I am not however ignorant that sometimes the Pestilential Venom may tumifie the salival Glands without any other Assistance, and occasion Ulcers in the Mouth as with Mercury; for it is a common Case in many malignant Fevers.

BUT it is so clear a Matter that the Pestilential and venereal Poysons may intimately join together by their Affinity with one another, to the great Detriment of Mankind, as to want no further Proofs to confirm it; nor does their Opinion at all obviate ours, who place the venereal Poyson in Humidity, and that of a Pestilence in Dryness, as long as the Symptoms and Affections of both discover one common Principle, that is, somewhat saline; but yet if this should not be granted, they are naturally enough joined together by their known Malignity and Destruction to human Nature.

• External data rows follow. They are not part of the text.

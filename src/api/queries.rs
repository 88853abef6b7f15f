use serde::{Deserialize, Serialize};

use crate::engine::Round;

use super::dto::RoundViewDto;

/// Запросы "только чтение".
#[derive(Clone, Debug, Serialize, Deserialize, PartialEq, Eq)]
pub enum Query {
    /// Получить состояние раунда (в видимом для игрока виде).
    GetRound,
}

/// Результат запроса "только чтение".
#[derive(Clone, Debug, Serialize, Deserialize, PartialEq)]
pub enum QueryResponse {
    Round(RoundViewDto),
}

/// Выполнить запрос.
pub fn handle_query(round: &Round, query: &Query) -> QueryResponse {
    match query {
        Query::GetRound => QueryResponse::Round(build_round_view(round)),
    }
}

/// Сформировать DTO раунда.
///
/// Пока вторая карта дилера скрыта, в DTO уходит только открытая
/// карта и счёт по ней; после `stand` (или завершения раунда)
/// рука дилера отдаётся целиком.
pub fn build_round_view(round: &Round) -> RoundViewDto {
    let dealer_card_hidden = round.is_dealer_card_hidden();

    let dealer_cards = if dealer_card_hidden {
        round.dealer_hand.first_card().into_iter().collect()
    } else {
        round.dealer_hand.cards.clone()
    };

    RoundViewDto {
        phase: round.phase(),
        outcome: round.outcome(),
        balance: round.balance(),
        current_bet: round.current_bet(),
        player_cards: round.player_hand.cards.clone(),
        player_score: round.player_score(),
        dealer_cards,
        dealer_card_hidden,
        visible_dealer_score: round.visible_dealer_score(),
    }
}
use serde::{Deserialize, Serialize};

use crate::domain::card::Card;
use crate::domain::Chips;
use crate::engine::round::Outcome;

/// Тип события в раунде.
#[derive(Clone, Debug, Serialize, Deserialize, PartialEq)]
pub enum RoundEventKind {
    /// Ставка сделана и списана с баланса.
    BetPlaced { amount: Chips, balance_after: Chips },

    /// Стартовая раздача: по 2 карты игроку и дилеру,
    /// попеременно — игрок, дилер, игрок, дилер.
    InitialDeal {
        player_cards: Vec<Card>,
        dealer_cards: Vec<Card>,
    },

    /// Игрок взял карту.
    PlayerHit { card: Card, score_after: u32 },

    /// Игрок остановился.
    PlayerStood { score: u32 },

    /// Дилер добрал карту (в цикле до 17).
    DealerDrew { card: Card, score_after: u32 },

    /// Раунд разрешён: исход и возврат на баланс.
    RoundResolved {
        outcome: Outcome,
        payout: Chips,
        balance_after: Chips,
    },
}

/// Событие раунда с порядковым номером.
#[derive(Clone, Debug, Serialize, Deserialize, PartialEq)]
pub struct RoundEvent {
    pub index: u32,
    pub kind: RoundEventKind,
}

/// Полная история раунда. Удобна для отладки, реплея и dev-CLI.
#[derive(Clone, Debug, Default, Serialize, Deserialize, PartialEq)]
pub struct RoundHistory {
    pub events: Vec<RoundEvent>,
}

impl RoundHistory {
    pub fn new() -> Self {
        Self { events: Vec::new() }
    }

    pub fn push(&mut self, kind: RoundEventKind) {
        let idx = self.events.len() as u32;
        self.events.push(RoundEvent { index: idx, kind });
    }
}
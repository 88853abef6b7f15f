//! RngSeed — доменный seed для RNG блэкджека.
//!
//! Позволяет:
//!   - хранить базовый seed сессии (u64 или [u8;32])
//!   - делать детерминированное hash-reseeding на каждый раунд:
//!         new = H(domain || old || session_id || round_index)
//!   - создавать DeterministicRng из seed
//!
//! Так каждый раунд сессии тасуется по-своему, но вся сессия
//! воспроизводима из одного базового seed.

use serde::{Deserialize, Serialize};
use sha2::{Digest, Sha256};

use crate::domain::{RoundId, SessionId};
use crate::infra::rng::DeterministicRng;

/// 32-байтовый seed для RNG.
#[derive(Clone, Debug, Serialize, Deserialize, PartialEq, Eq)]
pub struct RngSeed {
    pub bytes: [u8; 32],
}

impl RngSeed {
    /// Создать seed из 32 байт.
    pub fn from_bytes(bytes: [u8; 32]) -> Self {
        Self { bytes }
    }

    /// Создать seed из u64 (для удобства тестов).
    pub fn from_u64(x: u64) -> Self {
        let mut b = [0u8; 32];
        b[..8].copy_from_slice(&x.to_le_bytes());
        Self { bytes: b }
    }

    /// Доменное хэш-расширение с включением контекста:
    ///   - session_id — чья сессия;
    ///   - round_index — номер раунда внутри сессии.
    ///
    /// Пример вызова:
    ///     round_seed = base_seed.derive(session, round_index)
    pub fn derive(&self, session_id: SessionId, round_index: RoundId) -> Self {
        let mut hasher = Sha256::new();

        // Доменный префикс
        hasher.update(b"BLACKJACK_ENGINE_RNG_V1");

        // Старый seed
        hasher.update(self.bytes);

        // Session ID
        hasher.update(session_id.to_le_bytes());

        // Номер раунда
        hasher.update(round_index.to_le_bytes());

        let hash = hasher.finalize();

        let mut out = [0u8; 32];
        out.copy_from_slice(&hash[..32]);

        Self { bytes: out }
    }

    /// Создать DeterministicRng из seed.
    pub fn to_rng(&self) -> DeterministicRng {
        DeterministicRng::from_seed(self.bytes)
    }
}
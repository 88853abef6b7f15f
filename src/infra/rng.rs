use crate::engine::RandomSource;

/// Продакшен-RNG: равномерная тасовка через `rand::thread_rng`.
/// Криптостойкость для геймплея не требуется, равномерность — да.
#[derive(Clone, Copy, Debug, Default)]
pub struct SystemRng;

impl RandomSource for SystemRng {
    fn shuffle<T>(&mut self, slice: &mut [T]) {
        use rand::seq::SliceRandom;
        use rand::thread_rng;

        slice.shuffle(&mut thread_rng());
    }
}

/// Детерминированный RNG для тестов и реплея.
/// Позволяет воспроизводить одни и те же раздачи при одинаковом seed.
#[derive(Clone, Debug)]
pub struct DeterministicRng {
    inner: rand::rngs::StdRng,
}

impl DeterministicRng {
    pub fn from_seed(seed: [u8; 32]) -> Self {
        use rand::SeedableRng;
        Self {
            inner: rand::rngs::StdRng::from_seed(seed),
        }
    }

    /// Seed из u64 — для удобства тестов.
    pub fn from_u64(seed: u64) -> Self {
        let mut bytes = [0u8; 32];
        bytes[..8].copy_from_slice(&seed.to_le_bytes());
        Self::from_seed(bytes)
    }
}

impl RandomSource for DeterministicRng {
    fn shuffle<T>(&mut self, slice: &mut [T]) {
        use rand::seq::SliceRandom;
        slice.shuffle(&mut self.inner);
    }
}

BUT the Affinity between a Pestilence and a Scurvy is not a slight, and a supposititious Conjecture, but strengthened and confirmed by a plain Union between them, whereby they attack like confederate Troops; and both confess the same Origin, _viz._ a saline Principle; as is most remarkably obvious in their eager Coalition, whether we consider the forementioned Transplantation of the like Plague from _Turky_ to _Holland_, where their Alliance was first formed; Or whether we reflect upon them both as Distempers equally epidemical, which when joined make such cruel Havock among the human Species; as neighbouring Flames catch together from a like Affinity of Parts, and burn with united Fury.

FOR although there is a great Difference in Salts of different Kinds, yet there is a common Property amongst them all, that when joined together they cannot hardly by any Means possibly be afterwards separated, for which Reason when these two Enemies of Mankind were joined, the complicated Evil was at first customarily distinguished by the _outlandish Scurvy_, which by a confederate Power had increased its Malignity to so great a Degree. But to give some apparent Facts, which irrefragably prove the natural Union between these two Origins of Mischief, it may be proper to recite some Symptoms common to them both, and first of all those Spots which were their certain Characteristicks.

THE Spots of those in the Plague were sometimes so numerous, as to cover all the Body, of which we shall say more hereafter; and if we consider the Appearances and Conditions of the Spots in both, we shall find a very great Agreement; the pestilential Spots sometimes break out broad, at other Times more contracted, just in the same Manner as it happens in a Scurvy; and as to their Duration, sometimes they are longer out than at others in both; now also suddenly appear, and then again as suddenly turn in, and sometimes remain out for two or three Days together; and their Likeness in all Respects is frequently so great, that amongst the ignorant Nurses and Empiricks, sometimes the fatal Tokens of a Pestilence have been mistaken only for Scurvy Spots: As to their Colour in a Plague, as well as in a Scurvy, they are sometimes florid, resembling fresh Flea-Bites, and at others dusky and livid; and I met with them in a certain Youth resembling Violet Flowers painted all over the Body; and in some I have seen them almost quite black, which are with great Difficulty to be distinguished from the true pestilential Tokens.